Re: <code> element and scripting languages from Andrea Rendine on 2015-03-30 (public-html-comments@w3.org from March 2015)

From: Andrea Rendine <master.skywalker.88@gmail.com>
Date: Mon, 30 Mar 2015 13:59:27 +0200
To: Alexandre Louis Marc Morgaut <alexandre.morgaut@gmail.com>
Cc: "public-html-comments@w3.org" <public-html-comments@w3.org>, blink-dev@chromium.org, "w3c-wai-ig@w3.org" <w3c-wai-ig@w3.org>
Message-ID: <CAGxST9k5GOUS7iWr=5DVvDFfxNt0DYug+0+MQs7yVnLeUPknjg@mail.gmail.com>
I definitely love the idea of using extensions, or why not, one day even
native browser commands, to save snippets as files! This is a very good use
case in which a more strict language definition would be needed. In that
case, should the value of language notation be the extension or the name?
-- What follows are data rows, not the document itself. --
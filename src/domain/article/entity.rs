// src/domain/article/entity.rs
use crate::domain::article::value_objects::{
    ArticleBody, ArticleDescription, ArticleId, ArticleSlug, ArticleTitle, TagList,
};
use crate::domain::user::{AuthorProfile, UserId};
use chrono::{DateTime, Utc};

#[derive(Debug, Clone)]
pub struct Article {
    pub id: ArticleId,
    pub slug: ArticleSlug,
    pub title: ArticleTitle,
    pub description: ArticleDescription,
    pub body: ArticleBody,
    pub tag_list: TagList,
    pub author_id: UserId,
    pub created_at: DateTime<Utc>,
    pub updated_at: DateTime<Utc>,
}

impl Article {
    pub fn is_authored_by(&self, user_id: UserId) -> bool {
        self.author_id == user_id
    }

    /// A rename only happens when the incoming title differs from the stored one.
    pub fn needs_rename(&self, title: &ArticleTitle) -> bool {
        self.title != *title
    }
}

/// An article joined with its author's public profile.
#[derive(Debug, Clone)]
pub struct ArticleRecord {
    pub article: Article,
    pub author: AuthorProfile,
}

#[derive(Debug, Clone)]
pub struct NewArticle {
    pub slug: ArticleSlug,
    pub title: ArticleTitle,
    pub description: ArticleDescription,
    pub body: ArticleBody,
    pub tag_list: TagList,
    pub author_id: UserId,
    pub created_at: DateTime<Utc>,
    pub updated_at: DateTime<Utc>,
}

#[derive(Debug, Clone)]
pub struct ArticleUpdate {
    pub id: ArticleId,
    pub title: Option<ArticleTitle>,
    pub slug: Option<ArticleSlug>,
    pub description: Option<ArticleDescription>,
    pub body: Option<ArticleBody>,
    pub tag_list: Option<TagList>,
    pub updated_at: DateTime<Utc>,
}

impl ArticleUpdate {
    pub fn new(id: ArticleId, updated_at: DateTime<Utc>) -> Self {
        Self {
            id,
            title: None,
            slug: None,
            description: None,
            body: None,
            tag_list: None,
            updated_at,
        }
    }

    pub fn with_title(mut self, title: ArticleTitle) -> Self {
        self.title = Some(title);
        self
    }

    pub fn with_slug(mut self, slug: ArticleSlug) -> Self {
        self.slug = Some(slug);
        self
    }

    pub fn with_description(mut self, description: ArticleDescription) -> Self {
        self.description = Some(description);
        self
    }

    pub fn with_body(mut self, body: ArticleBody) -> Self {
        self.body = Some(body);
        self
    }

    pub fn with_tag_list(mut self, tag_list: TagList) -> Self {
        self.tag_list = Some(tag_list);
        self
    }

    pub fn is_empty(&self) -> bool {
        self.title.is_none()
            && self.slug.is_none()
            && self.description.is_none()
            && self.body.is_none()
            && self.tag_list.is_none()
    }
}

/// Which articles a listing should consider, before tag filtering and paging.
#[derive(Debug, Clone, Default, PartialEq, Eq)]
pub struct ArticleFilter {
    pub authors: Option<Vec<UserId>>,
}

impl ArticleFilter {
    pub fn all() -> Self {
        Self::default()
    }

    pub fn by_author(author_id: UserId) -> Self {
        Self {
            authors: Some(vec![author_id]),
        }
    }

    pub fn by_authors(author_ids: Vec<UserId>) -> Self {
        Self {
            authors: Some(author_ids),
        }
    }

    pub fn matches(&self, article: &Article) -> bool {
        match &self.authors {
            Some(ids) => ids.contains(&article.author_id),
            None => true,
        }
    }
}
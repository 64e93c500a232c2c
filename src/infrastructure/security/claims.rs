// src/infrastructure/security/claims.rs
use crate::application::{
    dto::AuthenticatedUser,
    error::{ApplicationError, ApplicationResult},
};
use crate::domain::user::UserId;
use biscuit_auth::builder::{Fact, Predicate, Term};
use chrono::{DateTime, Utc};
use std::time::{Duration, SystemTime, UNIX_EPOCH};

/// Rebuild the authenticated identity from the authority block's facts.
pub fn parse_claims(facts: Vec<Fact>) -> ApplicationResult<AuthenticatedUser> {
    let mut ctx = ClaimsContext::default();
    for fact in facts {
        ctx.apply_predicate(fact.predicate);
    }
    ctx.into_user()
}

#[derive(Default)]
struct ClaimsContext {
    user_id: Option<i64>,
    username: Option<String>,
    issued_at: Option<SystemTime>,
    expires_at: Option<SystemTime>,
}

impl ClaimsContext {
    fn apply_predicate(&mut self, predicate: Predicate) {
        match (predicate.name.as_str(), predicate.terms.as_slice()) {
            ("user", [Term::Integer(id), Term::Str(name)]) => {
                self.user_id = Some(*id);
                self.username = Some(name.clone());
            }
            ("issued_at", [Term::Date(seconds)]) => {
                self.issued_at = Some(from_unix(*seconds));
            }
            ("expires_at", [Term::Date(seconds)]) => {
                self.expires_at = Some(from_unix(*seconds));
            }
            _ => {}
        }
    }

    fn into_user(self) -> ApplicationResult<AuthenticatedUser> {
        let user_id = self
            .user_id
            .ok_or_else(|| ApplicationError::unauthorized("missing user id"))?;
        let username = self
            .username
            .ok_or_else(|| ApplicationError::unauthorized("missing username"))?;
        let issued_at = self
            .issued_at
            .ok_or_else(|| ApplicationError::unauthorized("missing issued_at"))?;
        let expires_at = self
            .expires_at
            .ok_or_else(|| ApplicationError::unauthorized("missing expires_at"))?;

        let id = UserId::new(user_id)
            .map_err(|_| ApplicationError::unauthorized("invalid user id"))?;

        Ok(AuthenticatedUser {
            id,
            username,
            issued_at: DateTime::<Utc>::from(issued_at),
            expires_at: DateTime::<Utc>::from(expires_at),
        })
    }
}

fn from_unix(seconds: u64) -> SystemTime {
    UNIX_EPOCH + Duration::from_secs(seconds)
}
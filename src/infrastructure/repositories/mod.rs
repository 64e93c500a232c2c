// src/infrastructure/repositories/mod.rs
mod error;
mod postgres_article;
mod postgres_comment;
mod postgres_follow;
mod postgres_user;

pub use error::map_sqlx;
pub use postgres_article::{PostgresArticleReadRepository, PostgresArticleWriteRepository};
pub use postgres_comment::PostgresCommentRepository;
pub use postgres_follow::PostgresFollowRepository;
pub use postgres_user::PostgresUserRepository;
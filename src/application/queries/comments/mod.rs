use std::sync::Arc;

use crate::{
    application::{
        dto::CommentDto,
        error::ApplicationResult,
        projection::{RelationshipResolver, Viewer},
        queries::articles::load_article_by_slug,
    },
    domain::{article::ArticleReadRepository, comment::CommentRepository},
};

pub struct CommentQueryService {
    article_repo: Arc<dyn ArticleReadRepository>,
    comment_repo: Arc<dyn CommentRepository>,
    relations: Arc<RelationshipResolver>,
}

impl CommentQueryService {
    pub fn new(
        article_repo: Arc<dyn ArticleReadRepository>,
        comment_repo: Arc<dyn CommentRepository>,
        relations: Arc<RelationshipResolver>,
    ) -> Self {
        Self {
            article_repo,
            comment_repo,
            relations,
        }
    }

    /// Newest first; follow state for all comment authors is resolved together.
    pub async fn list_comments(&self, viewer: &Viewer, slug: &str) -> ApplicationResult<Vec<CommentDto>> {
        let article = load_article_by_slug(self.article_repo.as_ref(), slug).await?;
        let records = self.comment_repo.list_by_article(article.article.id).await?;

        let follows = self
            .relations
            .follow_map(viewer, records.iter().map(|record| record.author.id))
            .await?;

        Ok(records
            .into_iter()
            .map(|record| {
                let following = follows.is_following(record.author.id);
                CommentDto::from_record(record, following)
            })
            .collect())
    }
}
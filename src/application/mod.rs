pub mod commands;
pub mod dto;
pub mod error;
pub mod ports;
pub mod projection;
pub mod queries;
pub mod services;

pub use error::ApplicationResult;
In the latter case, it'll be extensions/user agents responsibility to store
a list of programming languages associated with their common extensions.
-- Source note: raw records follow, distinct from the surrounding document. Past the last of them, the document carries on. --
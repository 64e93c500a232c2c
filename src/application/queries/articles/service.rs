use std::sync::Arc;

use crate::application::projection::ArticleProjector;
use crate::domain::{article::ArticleReadRepository, follow::FollowRepository, user::UserRepository};

pub struct ArticleQueryService {
    pub(super) read_repo: Arc<dyn ArticleReadRepository>,
    pub(super) user_repo: Arc<dyn UserRepository>,
    pub(super) follow_repo: Arc<dyn FollowRepository>,
    pub(super) projector: Arc<ArticleProjector>,
}

impl ArticleQueryService {
    pub fn new(
        read_repo: Arc<dyn ArticleReadRepository>,
        user_repo: Arc<dyn UserRepository>,
        follow_repo: Arc<dyn FollowRepository>,
        projector: Arc<ArticleProjector>,
    ) -> Self {
        Self {
            read_repo,
            user_repo,
            follow_repo,
            projector,
        }
    }
}
// src/application/services/mod.rs
use std::sync::Arc;

use crate::{
    application::{
        ApplicationResult,
        commands::{
            articles::ArticleCommandService, comments::CommentCommandService,
            profiles::ProfileCommandService, users::UserCommandService,
        },
        dto::AuthenticatedUser,
        ports::{
            security::{PasswordHasher, TokenManager},
            time::Clock,
            util::SlugGenerator,
        },
        projection::{ArticleProjector, RelationshipResolver},
        queries::{
            articles::ArticleQueryService, comments::CommentQueryService,
            profiles::ProfileQueryService, users::UserQueryService,
        },
    },
    domain::{
        article::{ArticleReadRepository, ArticleWriteRepository, services::ArticleSlugService},
        comment::CommentRepository,
        follow::FollowRepository,
        user::UserRepository,
    },
};

pub struct ApplicationServices {
    pub user_commands: Arc<UserCommandService>,
    pub user_queries: Arc<UserQueryService>,
    pub profile_commands: Arc<ProfileCommandService>,
    pub profile_queries: Arc<ProfileQueryService>,
    pub article_commands: Arc<ArticleCommandService>,
    pub article_queries: Arc<ArticleQueryService>,
    pub comment_commands: Arc<CommentCommandService>,
    pub comment_queries: Arc<CommentQueryService>,
    token_manager: Arc<dyn TokenManager>,
}

impl ApplicationServices {
    #[allow(clippy::too_many_arguments)]
    pub fn new(
        user_repo: Arc<dyn UserRepository>,
        follow_repo: Arc<dyn FollowRepository>,
        article_write_repo: Arc<dyn ArticleWriteRepository>,
        article_read_repo: Arc<dyn ArticleReadRepository>,
        comment_repo: Arc<dyn CommentRepository>,
        password_hasher: Arc<dyn PasswordHasher>,
        token_manager: Arc<dyn TokenManager>,
        clock: Arc<dyn Clock>,
        slugger: Arc<dyn SlugGenerator>,
    ) -> Self {
        let relations = Arc::new(RelationshipResolver::new(Arc::clone(&follow_repo)));
        let projector = Arc::new(ArticleProjector::new(Arc::clone(&relations)));

        let user_commands = Arc::new(UserCommandService::new(
            Arc::clone(&user_repo),
            Arc::clone(&password_hasher),
            Arc::clone(&token_manager),
            Arc::clone(&clock),
        ));
        let user_queries = Arc::new(UserQueryService::new(Arc::clone(&user_repo)));

        let profile_commands = Arc::new(ProfileCommandService::new(
            Arc::clone(&user_repo),
            Arc::clone(&follow_repo),
        ));
        let profile_queries = Arc::new(ProfileQueryService::new(
            Arc::clone(&user_repo),
            Arc::clone(&relations),
        ));

        let slug_service = Arc::new(ArticleSlugService::new(
            Arc::clone(&article_read_repo),
            Arc::clone(&slugger),
        ));

        let article_commands = Arc::new(ArticleCommandService::new(
            Arc::clone(&article_write_repo),
            Arc::clone(&article_read_repo),
            Arc::clone(&user_repo),
            Arc::clone(&slug_service),
            Arc::clone(&projector),
            Arc::clone(&clock),
        ));
        let article_queries = Arc::new(ArticleQueryService::new(
            Arc::clone(&article_read_repo),
            Arc::clone(&user_repo),
            Arc::clone(&follow_repo),
            Arc::clone(&projector),
        ));

        let comment_commands = Arc::new(CommentCommandService::new(
            Arc::clone(&article_read_repo),
            Arc::clone(&comment_repo),
            Arc::clone(&user_repo),
            Arc::clone(&clock),
        ));
        let comment_queries = Arc::new(CommentQueryService::new(
            Arc::clone(&article_read_repo),
            Arc::clone(&comment_repo),
            Arc::clone(&relations),
        ));

        Self {
            user_commands,
            user_queries,
            profile_commands,
            profile_queries,
            article_commands,
            article_queries,
            comment_commands,
            comment_queries,
            token_manager,
        }
    }

    pub fn token_manager(&self) -> Arc<dyn TokenManager> {
        Arc::clone(&self.token_manager)
    }

    /// Verify a raw bearer token on behalf of the transport layer.
    pub async fn authenticate(&self, token: &str) -> ApplicationResult<AuthenticatedUser> {
        self.token_manager.authenticate(token).await
    }
}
In either case, relying on @class will mean that any extension dedicated to
this job will have to fetch the attribute value, examine the single token
and decide if any of it defines a language, possibly without causing
misunderstandings (what if there's another class matching a language?).
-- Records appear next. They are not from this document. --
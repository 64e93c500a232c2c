// tests/support/helpers.rs
use axum::{
    Router,
    body::{self, Body},
    http::{Request, StatusCode, header},
    response::Response,
};
use chrono::Duration;
use conduit_core::{
    application::{
        commands::articles::CreateArticleCommand,
        dto::AuthenticatedUser,
        services::ApplicationServices,
    },
    domain::{article::ArticleWriteRepository, user::User},
    infrastructure::util::TitleSlugGenerator,
    presentation::http::{routes::build_router, state::HttpState},
};
use serde_json::Value;
use std::sync::Arc;
use tower::ServiceExt as _;

use super::mocks::{
    DummyPasswordHasher, DummyTokenManager, InMemoryStore, TickingClock, fixed_now, token_for,
};

pub struct TestApp {
    pub store: Arc<InMemoryStore>,
    pub services: Arc<ApplicationServices>,
}

impl TestApp {
    pub fn new() -> Self {
        let store = Arc::new(InMemoryStore::new());
        let writer: Arc<dyn ArticleWriteRepository> = store.clone();
        Self::with_writer(store, writer)
    }

    /// Same wiring, but article writes go through `writer`.
    pub fn with_writer(store: Arc<InMemoryStore>, writer: Arc<dyn ArticleWriteRepository>) -> Self {
        let services = Arc::new(ApplicationServices::new(
            store.clone(),
            store.clone(),
            writer,
            store.clone(),
            store.clone(),
            Arc::new(DummyPasswordHasher),
            Arc::new(DummyTokenManager),
            Arc::new(TickingClock::default()),
            Arc::new(TitleSlugGenerator),
        ));
        Self { store, services }
    }

    pub fn router(&self) -> Router {
        build_router(
            HttpState {
                services: Arc::clone(&self.services),
            },
            &[],
        )
    }
}

pub fn actor(user: &User) -> AuthenticatedUser {
    AuthenticatedUser {
        id: user.id,
        username: user.username.to_string(),
        issued_at: fixed_now(),
        expires_at: fixed_now() + Duration::hours(1),
    }
}

pub fn bearer(user: &User) -> String {
    format!("Bearer {}", token_for(user.id, user.username.as_str()))
}

pub fn new_article(title: &str) -> CreateArticleCommand {
    CreateArticleCommand::builder()
        .title(title)
        .description("what it is about")
        .body("the whole story")
        .build()
        .unwrap()
}

pub fn json_request(method: &str, uri: &str, auth: Option<&str>, body: Value) -> Request<Body> {
    let mut builder = Request::builder()
        .method(method)
        .uri(uri)
        .header(header::CONTENT_TYPE, "application/json");
    if let Some(auth) = auth {
        builder = builder.header(header::AUTHORIZATION, auth);
    }
    builder.body(Body::from(body.to_string())).unwrap()
}

pub fn empty_request(method: &str, uri: &str, auth: Option<&str>) -> Request<Body> {
    let mut builder = Request::builder().method(method).uri(uri);
    if let Some(auth) = auth {
        builder = builder.header(header::AUTHORIZATION, auth);
    }
    builder.body(Body::empty()).unwrap()
}

pub async fn send(router: &Router, request: Request<Body>) -> (StatusCode, Value) {
    let response = router.clone().oneshot(request).await.unwrap();
    let status = response.status();
    (status, read_json(response).await)
}

pub async fn read_json(response: Response) -> Value {
    let bytes = body::to_bytes(response.into_body(), 1024 * 1024)
        .await
        .unwrap();
    if bytes.is_empty() {
        Value::Null
    } else {
        serde_json::from_slice(&bytes).unwrap()
    }
}

pub async fn assert_error_response(
    response: Response,
    expected_status: StatusCode,
    expected_error: &str,
) {
    assert_eq!(response.status(), expected_status);
    let content_type = response
        .headers()
        .get(header::CONTENT_TYPE)
        .and_then(|value| value.to_str().ok())
        .unwrap_or_default()
        .to_string();
    assert!(
        content_type.starts_with("application/json"),
        "unexpected content type: {content_type}"
    );

    let payload = read_json(response).await;
    assert_eq!(payload["error"], expected_error);
    assert!(
        payload["message"].as_str().is_some_and(|m| !m.is_empty()),
        "missing message in {payload}"
    );
}
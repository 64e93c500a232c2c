use super::ArticleQueryService;
use crate::{
    application::{
        dto::{ArticlePage, ArticleShape, AuthenticatedUser},
        error::ApplicationResult,
        projection::{ArticleProjector, FollowMap},
    },
    domain::{article::ArticleFilter, pagination::PageRequest},
};

#[derive(Debug, Default)]
pub struct FeedQuery {
    pub page: PageRequest,
}

impl ArticleQueryService {
    /// Articles by authors `actor` follows. Every author in the feed is
    /// followed, so the follow set doubles as the projection map.
    pub async fn feed(
        &self,
        actor: &AuthenticatedUser,
        query: FeedQuery,
    ) -> ApplicationResult<ArticlePage> {
        let followees = self.follow_repo.followees_of(actor.id).await?;
        if followees.is_empty() {
            return Ok(ArticlePage::empty());
        }

        let follows = FollowMap::from_followed(followees.iter().copied());
        let filter = ArticleFilter::by_authors(followees);
        let (records, total) = tokio::try_join!(
            self.read_repo.list(&filter, Some(query.page)),
            self.read_repo.count(&filter),
        )?;

        let articles = ArticleProjector::project_with(records, &follows, ArticleShape::Summary);
        Ok(ArticlePage::new(articles, total))
    }
}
This would be be avoided by a complex syntax like "language-****", but even
in that case, for the sake of interoperability I guess there's the need for
a strong, separate language notation (and in this scenario @lang, my
original proposal, is utterly pointless...). The same for WAI-ARIA. Of
course a programming language has rendering issues. Of course it also has
accessibility requirements. But I guess there should be a native HTML
notation capable of serving more than one purpose.
I'll just end with a note trying to save poor ol' <pre>. Its use is
completely and definitely presentational, it's true. But there are cases
when a text is to be represented along with line breaks and spaces, and
this does not only matter with codes. For instance, think about futurist
poetry, ASCII art, reporting email texts. In all these cases, you either
have to add a parsing algorithm substituting line breaks with <br />
elements, or you keep those line breaks as they are and find a way to tell
UAs that those line breaks, spaces and so on have to be rendered because
they are "part of content" and therefore semantically relevant.
This is the role of an element or an attribute, then. You should either
have something like @pre boolean attribute (but it should be global), or
you use <pre>, occasionally *as container* for other semantic elements.
Also consider that one of my examples above, as you have surely noticed,
applies syntax highlight to <pre> rather than <code>. This is wrong on any
point of view, but think what would happen to hundreds of pages, were <pre>
no longer conforming.

2015-03-30 9:31 GMT+02:00 Alexandre Louis Marc Morgaut <
alexandre.morgaut@gmail.com>:

>
> I copy this answer the WAI and Chromium Blink-dev mailing list as I think
> they should probably be concerned
> In short for them the issue raised in this thread is about the fact the
> way to tell HTML which programming language is shown in <code> elements is
> probably too loosely defined, or at least to loosely respected in practice.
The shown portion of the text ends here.